A enchente do rio Ipanema (2020). Foto: Defesa Civil/SE

por Carlos Eduardo Ribeiro Jr. | InfoSãoFrancisco

Defesa Civil de Sergipe diz que o estado não conta com plano preventivo integrado e ações emergenciais em caso de enchentes no Baixo São Francisco, argumentando que legislação atribui a competência aos municípios.


As situações de calamidade que hoje atingem a região sul da Bahia e o vale do Parnaíba, no Piauí, deixa evidentes a falta de preparo e de ações preventivas estruturais que o país tem para com situações que poderiam ser talvez menos destrutivas, com respostas mais rápidas e eficazes além de manter o alerta para com uma situação de insegurança no trecho Baixo do rio São Francisco a jusante da UHE Xingó.

Com nove barramentos de grande porte (incluindo Xingó mas sem contar as dezenas de PCHs – Pequenas Centrais Hidrelétricas em Minas Gerais e na Bahia) a montante de suas cabeças e com suas vidas diretamente afetadas pelas operações da UHE Sobradinho (1979/80), que regularizou as águas do Velho Chico, as populações ribeirinhas do Baixo São Francisco têm todas as razões para noites mal dormidas.
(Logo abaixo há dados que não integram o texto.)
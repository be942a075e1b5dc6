//! `kraftpack pkg` command

use anyhow::Result;

use crate::cli::PkgArgs;
use kraftpack::catalog::default_registry;
use kraftpack::ops;
use kraftpack::packager::PackageOptions;
use kraftpack::rootfs::DockerCli;
use kraftpack::scheduler::CancelToken;
use kraftpack::util::fs::resolve_against;
use kraftpack::util::{GlobalContext, Shell, Status};

pub fn execute(args: PkgArgs, shell: &Shell) -> Result<()> {
    let ctx = GlobalContext::new()?;
    let config = ctx.config();
    let workdir = resolve_against(ctx.cwd(), &args.dir);

    let registry = default_registry(&ctx)?;

    let options = PackageOptions {
        name: args.name,
        constraints: args.targets.constraints(),
        kernel: args.kernel,
        rootfs: args.rootfs,
        compress: args.compress,
        args: args.args,
        env: args.env,
        labels: args.label,
        strategy: args.strategy,
        push: args.push,
        no_kconfig: args.no_kconfig,
        runtime: args.runtime,
        output: args.output.map(|o| resolve_against(ctx.cwd(), o)),
        use_cache: config.use_cache(),
        prompter: ops::prompter(args.no_prompt, config),
        process: super::process_options(config, shell, false),
        cancel: CancelToken::new(),
        ..PackageOptions::default()
    };

    shell.status(Status::Packaging, &options.name);
    let push = options.push;
    let outcome = ops::package(&workdir, &registry, &args.format, &DockerCli, options)?;

    for package in &outcome.packages {
        shell.status(Status::Packaged, package);
        if push {
            shell.status(Status::Pushed, package.label());
        }
    }

    Ok(())
}
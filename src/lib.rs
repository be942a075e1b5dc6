//! kraftpack - resolve, fetch, build and package unikernels
//!
//! This crate provides the library behind the `kraftpack` binary: the
//! Kraftfile project model, the catalog client and its lookup policy, the
//! dependency resolver, the builder and packager strategy chains, the
//! initramfs builder and the phased scheduler they all run on.

pub mod builder;
pub mod catalog;
pub mod core;
pub mod ops;
pub mod packager;
pub mod resolver;
pub mod rootfs;
pub mod scheduler;
pub mod util;

/// Test utilities and mocks for kraftpack unit tests.
///
/// This module is only available when compiling with `--cfg test` or
/// running tests. It provides mock catalogs, make drivers, image exporters
/// and prompters.
#[cfg(test)]
pub mod test_support;

pub use core::{Artifacts, Component, KraftError, MergeStrategy, Package, Project, Target};
pub use util::context::GlobalContext;
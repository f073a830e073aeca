//! Key-value backends
//!
//! The host node supplies the storage engine; the loyalty state only needs
//! ordered point reads, writes, prefix scans and an atomic batch commit.
//! `MemoryStore` backs tests and simulations, `SledStore` persists to disk.

use sled::{Db, Tree};
use std::collections::BTreeMap;
use std::path::Path;

use super::StorageError;

/// Ordered set of writes committed atomically
#[derive(Debug, Default, Clone, PartialEq, Eq)]
pub struct WriteBatch {
    ops: Vec<(Vec<u8>, Vec<u8>)>,
}

impl WriteBatch {
    pub fn new() -> Self {
        Self::default()
    }

    pub fn put(&mut self, key: Vec<u8>, value: Vec<u8>) {
        self.ops.push((key, value));
    }

    pub fn len(&self) -> usize {
        self.ops.len()
    }

    pub fn is_empty(&self) -> bool {
        self.ops.is_empty()
    }

    pub fn into_ops(self) -> Vec<(Vec<u8>, Vec<u8>)> {
        self.ops
    }
}

/// Minimal synchronous key-value interface supplied by the host
pub trait KvStore {
    fn get(&self, key: &[u8]) -> Result<Option<Vec<u8>>, StorageError>;

    fn put(&mut self, key: &[u8], value: &[u8]) -> Result<(), StorageError>;

    /// All entries whose key starts with `prefix`, in key order
    fn scan_prefix(&self, prefix: &[u8]) -> Result<Vec<(Vec<u8>, Vec<u8>)>, StorageError>;

    /// Apply every write in the batch or none of them
    fn apply_batch(&mut self, batch: WriteBatch) -> Result<(), StorageError>;
}

/// In-memory store with deterministic key ordering
#[derive(Debug, Default, Clone)]
pub struct MemoryStore {
    entries: BTreeMap<Vec<u8>, Vec<u8>>,
}

impl MemoryStore {
    pub fn new() -> Self {
        Self::default()
    }

    pub fn len(&self) -> usize {
        self.entries.len()
    }

    pub fn is_empty(&self) -> bool {
        self.entries.is_empty()
    }
}

impl KvStore for MemoryStore {
    fn get(&self, key: &[u8]) -> Result<Option<Vec<u8>>, StorageError> {
        Ok(self.entries.get(key).cloned())
    }

    fn put(&mut self, key: &[u8], value: &[u8]) -> Result<(), StorageError> {
        self.entries.insert(key.to_vec(), value.to_vec());
        Ok(())
    }

    fn scan_prefix(&self, prefix: &[u8]) -> Result<Vec<(Vec<u8>, Vec<u8>)>, StorageError> {
        Ok(self
            .entries
            .range(prefix.to_vec()..)
            .take_while(|(k, _)| k.starts_with(prefix))
            .map(|(k, v)| (k.clone(), v.clone()))
            .collect())
    }

    fn apply_batch(&mut self, batch: WriteBatch) -> Result<(), StorageError> {
        for (key, value) in batch.into_ops() {
            self.entries.insert(key, value);
        }
        Ok(())
    }
}

/// Sled-backed store, one tree for all loyalty state
#[derive(Debug, Clone)]
pub struct SledStore {
    db: Db,
    tree: Tree,
}

const LOYALTY_TREE: &str = "loyalty";

impl SledStore {
    /// Open or create the database
    pub fn open<P: AsRef<Path>>(path: P) -> Result<Self, StorageError> {
        let db = sled::open(path)?;
        Self::from_db(db)
    }

    /// Throwaway database removed on drop
    pub fn temporary() -> Result<Self, StorageError> {
        let db = sled::Config::new().temporary(true).open()?;
        Self::from_db(db)
    }

    fn from_db(db: Db) -> Result<Self, StorageError> {
        let tree = db.open_tree(LOYALTY_TREE)?;
        Ok(Self { db, tree })
    }

    pub fn flush(&self) -> Result<(), StorageError> {
        self.db.flush()?;
        Ok(())
    }
}

impl KvStore for SledStore {
    fn get(&self, key: &[u8]) -> Result<Option<Vec<u8>>, StorageError> {
        Ok(self.tree.get(key)?.map(|v| v.to_vec()))
    }

    fn put(&mut self, key: &[u8], value: &[u8]) -> Result<(), StorageError> {
        self.tree.insert(key, value)?;
        Ok(())
    }

    fn scan_prefix(&self, prefix: &[u8]) -> Result<Vec<(Vec<u8>, Vec<u8>)>, StorageError> {
        let mut out = Vec::new();
        for item in self.tree.scan_prefix(prefix) {
            let (key, value) = item?;
            out.push((key.to_vec(), value.to_vec()));
        }
        Ok(out)
    }

    fn apply_batch(&mut self, batch: WriteBatch) -> Result<(), StorageError> {
        let mut sled_batch = sled::Batch::default();
        for (key, value) in batch.into_ops() {
            sled_batch.insert(key, value);
        }
        self.tree.apply_batch(sled_batch)?;
        self.db.flush()?;
        Ok(())
    }
}
//! Base spend reward
//!
//! Every eligible NHB transfer earns the sender a share of the spend in ZNHB,
//! funded by the treasury. The reward is only queued here; balances move at
//! end-of-block settlement.

use tracing::debug;

use crate::config::GlobalConfig;
use crate::constants::SETTLEMENT_TOKEN;
use crate::events::{Event, EVENT_BASE_ACCRUED, EVENT_BASE_SKIPPED};
use crate::math::{apply_bps, remaining};
use crate::storage::StorageError;
use crate::types::Amount;

use super::{BaseRewardContext, BaseRewardState, RewardOutcome, SkipReason};

/// Evaluate the base reward for one transfer and queue it when eligible
///
/// Checks run in a fixed order and the first failure decides the skip reason.
/// Meters are advanced by the requested amount, before any pro-rata scaling,
/// and the reward is only queued once they are written.
pub fn apply_base_reward<S: BaseRewardState + ?Sized>(
    state: &mut S,
    ctx: &BaseRewardContext,
) -> RewardOutcome {
    let cfg = match state.global_config() {
        Ok(Some(cfg)) if cfg.active => cfg.normalize(),
        Ok(_) => return skip(state, ctx, SkipReason::Inactive, &[]),
        Err(e) => return storage_skip(state, ctx, SkipReason::ConfigError, e),
    };
    if ctx.from_account.is_none() {
        return skip(state, ctx, SkipReason::MissingFromAccount, &[]);
    }
    if ctx.normalized_token() != SETTLEMENT_TOKEN {
        return skip(state, ctx, SkipReason::TokenNotSupported, &[("token", ctx.token.clone())]);
    }
    if ctx.from.is_zero() || cfg.treasury.is_zero() {
        return skip(state, ctx, SkipReason::InvalidAddresses, &[]);
    }
    if ctx.from == ctx.to {
        return skip(state, ctx, SkipReason::SelfTransfer, &[]);
    }
    if ctx.amount == 0 {
        return skip(state, ctx, SkipReason::AmountNotPositive, &[]);
    }
    if ctx.amount < cfg.min_spend {
        return skip(
            state,
            ctx,
            SkipReason::BelowMinSpend,
            &[("minSpend", cfg.min_spend.to_string())],
        );
    }
    let bps = match reward_rate(state, &cfg) {
        Ok(bps) => bps,
        Err(e) => return storage_skip(state, ctx, SkipReason::ConfigError, e),
    };
    if bps == 0 {
        return skip(state, ctx, SkipReason::NoRewardRate, &[]);
    }

    let mut reward = apply_bps(ctx.amount, bps);
    if reward == 0 {
        return skip(state, ctx, SkipReason::RewardZero, &[]);
    }
    if cfg.cap_per_tx > 0 {
        reward = reward.min(cfg.cap_per_tx);
    }

    let day = ctx.day_key();
    if let Some(day) = day.as_deref().filter(|_| cfg.daily_cap_user > 0) {
        let accrued_today = match state.base_daily_accrued(&ctx.from, day) {
            Ok(v) => v,
            Err(e) => return storage_skip(state, ctx, SkipReason::MeterError, e),
        };
        let left = remaining(cfg.daily_cap_user, accrued_today);
        if left == 0 {
            return skip(
                state,
                ctx,
                SkipReason::DailyCapReached,
                &[("dailyCap", cfg.daily_cap_user.to_string())],
            );
        }
        reward = reward.min(left);
    }

    let treasury = match state.get_account(&cfg.treasury) {
        Ok(acc) => acc,
        Err(e) => return storage_skip(state, ctx, SkipReason::TreasuryError, e),
    };
    if treasury.balance_znhb < reward {
        return skip(
            state,
            ctx,
            SkipReason::TreasuryInsufficient,
            &[("available", treasury.balance_znhb.to_string())],
        );
    }

    if let Err(e) = advance_meters(state, ctx, day.as_deref(), reward) {
        return storage_skip(state, ctx, SkipReason::MeterError, e);
    }
    state.queue_pending_base_reward(ctx, reward);

    debug!(from = %ctx.from, reward, bps, "base reward queued");
    state.append_event(
        Event::new(EVENT_BASE_ACCRUED)
            .extend(&ctx.event_attributes())
            .with("reward", reward)
            .with("baseBps", bps),
    );
    RewardOutcome::Accrued { program: None, bps, reward }
}

/// Rate applied to the spend: the controller's effective rate when opted in
fn reward_rate<S: BaseRewardState + ?Sized>(
    state: &S,
    cfg: &GlobalConfig,
) -> Result<u32, StorageError> {
    if !cfg.use_dynamic_rate {
        return Ok(cfg.base_bps);
    }
    Ok(state
        .dynamic_state()?
        .map(|d| d.effective_bps)
        .unwrap_or(cfg.base_bps))
}

fn advance_meters<S: BaseRewardState + ?Sized>(
    state: &mut S,
    ctx: &BaseRewardContext,
    day: Option<&str>,
    reward: Amount,
) -> Result<(), StorageError> {
    if let Some(day) = day {
        let daily = state.base_daily_accrued(&ctx.from, day)?;
        state.set_base_daily_accrued(&ctx.from, day, daily.saturating_add(reward))?;
    }
    let total = state.base_total_accrued(&ctx.from)?;
    state.set_base_total_accrued(&ctx.from, total.saturating_add(reward))
}

fn skip<S: BaseRewardState + ?Sized>(
    state: &mut S,
    ctx: &BaseRewardContext,
    reason: SkipReason,
    extra: &[(&str, String)],
) -> RewardOutcome {
    debug!(from = %ctx.from, %reason, "base reward skipped");
    let mut event = Event::new(EVENT_BASE_SKIPPED)
        .extend(&ctx.event_attributes())
        .with("reason", reason);
    for (key, value) in extra {
        event = event.with(key, value);
    }
    state.append_event(event);
    RewardOutcome::Skipped(reason)
}

fn storage_skip<S: BaseRewardState + ?Sized>(
    state: &mut S,
    ctx: &BaseRewardContext,
    reason: SkipReason,
    err: StorageError,
) -> RewardOutcome {
    skip(state, ctx, reason, &[("error", err.to_string())])
}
Na foz do rio Ipanema, AL, a visão da Ilha do Ouro, em Porto da Folha, SE, durante a enchente do rio Ipanema (2020). Foto: Defesa Civil/SE

Porém bem acordados, lembremos que a jusante de Sobradinho já foram registradas defluências da ordem de 13.696 m³/s (treze mil seiscentos e noventa e seis metros cúbicos por segundo) em 1979. Em 1992, mesmo com a definição da vazão de restrição máxima de 8.000 m³/s as defluências foram da ordem de 10.532 m³/s. O pico mais recente foi de 7.000 m³/s em 2007. Tais informações podem ser obtidas de forma mais simples em apresentação da CHESF – Companhia Hidro Elétrica do São Francisco de 2018.

Reprodução: CHESF

Muitas dúvidas

Assim, no despertar assustado, algumas perguntas que formam grande leque de dúvidas surgem na cabeça:

  • E se houvesse uma grande enchente, algo que é possível, uma vez que os barramentos não garantem o total controle das vazões em casos extremos?
  • Quais as consequências e como a União, estados e municípios da região agiriam, de forma coordenada, rápida, eficaz para poupar vidas humanas, além dos imensos danos materiais?
  • Qual seriam as áreas de fato alagadas, se a calha do São Francisco, totalmente assoreada, não comporta volumes de água similares a eventos anteriores à regularização (construção da UHE Sobradinho em 1979/80) e suas lagoas e várzeas marginais contam com grandes áreas ocupadas de forma irregular?
  • Qual seria o número de pessoas inseridas nas zonas de risco das áreas alagadas? Quais as estradas ou trechos das mesmas que seriam inviabilizados? Como seriam realizados resgates em locais isolados?
  • Como e onde seriam instaladas a totalidade das pessoas desabrigadas? Como seriam feitos os atendimentos de emergência? Haveria hospitais e equipes de profissionais disponíveis?
  • Como se daria o fornecimento de água potável, alimentos, medicamentos e atendimento aos atingidos? E o controle de doenças infecto-contagiosas, com a contaminação da água?
  • Foram realizados, em algum momento, campanhas esclarecedoras sobre uso e ocupação de zonas de risco, treinamentos periódicos para enfrentamento de um grande evento?
  • E os recursos para suportar tamanha operação, existem, estariam rapidamente alocados, quem paga a conta? Municípios pobres e sem recursos físicos, financeiros e humanos teriam condições de por conta própria enfrentar calamidade de grande porte?

Em busca de informações

Por falta de informações públicas precisas sobre tão pertinente e prioritário tema, em um planeta assolado pela crise climática que produz situações extremas e não tão previsíveis, o InfoSãoFrancisco encaminhou à SEDURBS – Secretaria de Estado do Desenvolvimento Urbano e Sustentabilidade ao estado de Sergipe, via sistema E-Ouv Sergipe (de acesso à informações públicas garantido pela LAI – Lei de Acesso à Informação) a seguinte demanda: “cópia de plano de emergência de atendimento à população no trecho baixo do rio São Francisco em caso de eventos extremos (cheiasdo rio São Francisco).”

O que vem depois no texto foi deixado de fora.